» **What is needed**
Each line below with the word "completions" needs to be copied.

(Records shown begins)

use clap::Parser;
use std::time::Duration;

use crate::llm::OpenAiConfig;

#[derive(Parser, Debug, Clone)]
#[command(author, version, about, long_about = None)]
pub struct Args {
    /// Host address and port for the server to listen on.
    #[arg(long, env = "SERVER_ADDR", default_value = "127.0.0.1:4000")]
    pub server_addr: String,

    /// API key used as the bearer token for both outbound OpenAI calls.
    #[arg(long, env = "OPENAI_API_KEY", default_value = "")]
    pub openai_api_key: String,

    /// Endpoint for the moderation pre-check.
    #[arg(long, env = "MODERATION_URL", default_value = "https://api.openai.com/v1/moderations")]
    pub moderation_url: String,

    /// Endpoint for streamed chat completions.
    #[arg(long, env = "CHAT_URL", default_value = "https://api.openai.com/v1/chat/completions")]
    pub chat_url: String,

    /// Model name for chat completion.
    #[arg(long, env = "CHAT_MODEL", default_value = "gpt-3.5-turbo")]
    pub chat_model: String,

    /// Timeout in seconds applied to each outbound call. Unbounded when unset.
    #[arg(long, env = "UPSTREAM_TIMEOUT_SECS")]
    pub upstream_timeout_secs: Option<u64>,

    /// Optional path to the TLS certificate file (PEM format) for serving HTTPS. Requires --tls-key-path.
    #[arg(long, env = "TLS_CERT_PATH")]
    pub tls_cert_path: Option<String>,

    /// Optional path to the TLS private key file (PEM format) for serving HTTPS. Requires --tls-cert-path.
    #[arg(long, env = "TLS_KEY_PATH")]
    pub tls_key_path: Option<String>,

    #[arg(long, env = "ENABLE_TLS", default_value = "false")]
    pub enable_tls: bool,
}

impl Args {
    pub fn openai_config(&self) -> OpenAiConfig {
        OpenAiConfig {
            api_key: self.openai_api_key.clone(),
            moderation_url: self.moderation_url.clone(),
            chat_url: self.chat_url.clone(),
            chat_model: self.chat_model.clone(),
            request_timeout: self.upstream_timeout_secs.map(Duration::from_secs),
        }
    }
}
//! # Repository Module
//!
//! Database repository implementations for LightBnB.
//!
//! ## Repository Pattern
//! ```text
//! ┌─────────────────────────────────────────────────────────────────────────┐
//! │                    Repository Pattern                                   │
//! │                                                                         │
//! │  Web handler                                                           │
//! │       │                                                                 │
//! │       │  db.properties().search(&filter, 10)                           │
//! │       ▼                                                                 │
//! │  PropertyRepository                                                    │
//! │  ├── search(&self, filter, limit)                                      │
//! │  ├── get_by_id(&self, id)                                              │
//! │  └── insert(&self, property)                                           │
//! │       │                                                                 │
//! │       │  One parameterized statement per call                          │
//! │       ▼                                                                 │
//! │  SQLite Database                                                       │
//! └─────────────────────────────────────────────────────────────────────────┘
//! ```
//!
//! ## Available Repositories
//!
//! - [`UserRepository`](user::UserRepository) - lookup by id/email, registration
//! - [`PropertyRepository`](property::PropertyRepository) - filtered search, listing
//! - [`ReservationRepository`](reservation::ReservationRepository) - a guest's past stays
//! - [`ReviewRepository`](review::ReviewRepository) - ratings feeding `average_rating`

pub mod property;
pub mod reservation;
pub mod review;
pub mod user;

/// Shared fixtures for repository tests.
#[cfg(test)]
pub(crate) mod test_support {
    use chrono::NaiveDate;
    use lightbnb_core::{
        NewProperty, NewPropertyReview, NewReservation, NewUser, Property, Reservation, User,
    };

    use crate::{Database, DbConfig};

    pub async fn test_db() -> Database {
        Database::new(DbConfig::in_memory()).await.unwrap()
    }

    pub fn date(y: i32, m: u32, d: u32) -> NaiveDate {
        NaiveDate::from_ymd_opt(y, m, d).unwrap()
    }

    pub fn new_user(name: &str, email: &str) -> NewUser {
        NewUser {
            name: name.to_string(),
            email: email.to_string(),
            password: "$2a$10$FB/BOAVhpuLvpOREQVmvmezD4ED/.JBIDRh70tGevYzYzQgFId2u.".to_string(),
        }
    }

    pub fn new_property(owner_id: i64, title: &str, city: &str, cost_per_night: i64) -> NewProperty {
        NewProperty {
            owner_id,
            title: title.to_string(),
            description: Some("description".to_string()),
            thumbnail_photo_url: "https://images.pexels.com/photos/2086676/thumb.jpeg".to_string(),
            cover_photo_url: "https://images.pexels.com/photos/2086676/cover.jpeg".to_string(),
            cost_per_night,
            parking_spaces: 1,
            number_of_bathrooms: 1,
            number_of_bedrooms: 2,
            country: "Canada".to_string(),
            street: "651 Nami Road".to_string(),
            city: city.to_string(),
            province: "Ontario".to_string(),
            post_code: "83680".to_string(),
        }
    }

    pub async fn add_user(db: &Database, email: &str) -> User {
        db.users().insert(&new_user("Test Guest", email)).await.unwrap()
    }

    pub async fn add_property(
        db: &Database,
        owner_id: i64,
        title: &str,
        city: &str,
        cost_per_night: i64,
    ) -> Property {
        db.properties()
            .insert(&new_property(owner_id, title, city, cost_per_night))
            .await
            .unwrap()
    }

    pub async fn add_reservation(
        db: &Database,
        property_id: i64,
        guest_id: i64,
        start_date: NaiveDate,
        end_date: NaiveDate,
    ) -> Reservation {
        db.reservations()
            .insert(&NewReservation {
                start_date,
                end_date,
                property_id,
                guest_id,
            })
            .await
            .unwrap()
    }

    /// Books a past stay and reviews it with `rating`.
    pub async fn add_rated_stay(db: &Database, property_id: i64, guest_id: i64, rating: i64) {
        let reservation =
            add_reservation(db, property_id, guest_id, date(2018, 9, 11), date(2018, 9, 26)).await;
        db.reviews()
            .insert(&NewPropertyReview {
                guest_id,
                property_id,
                reservation_id: reservation.id,
                rating,
                message: None,
            })
            .await
            .unwrap();
    }
}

(Records shown ends)

» **Task output**
    /// Endpoint for streamed chat completions.
    #[arg(long, env = "CHAT_URL", default_value = "https://api.openai.com/v1/chat/completions")]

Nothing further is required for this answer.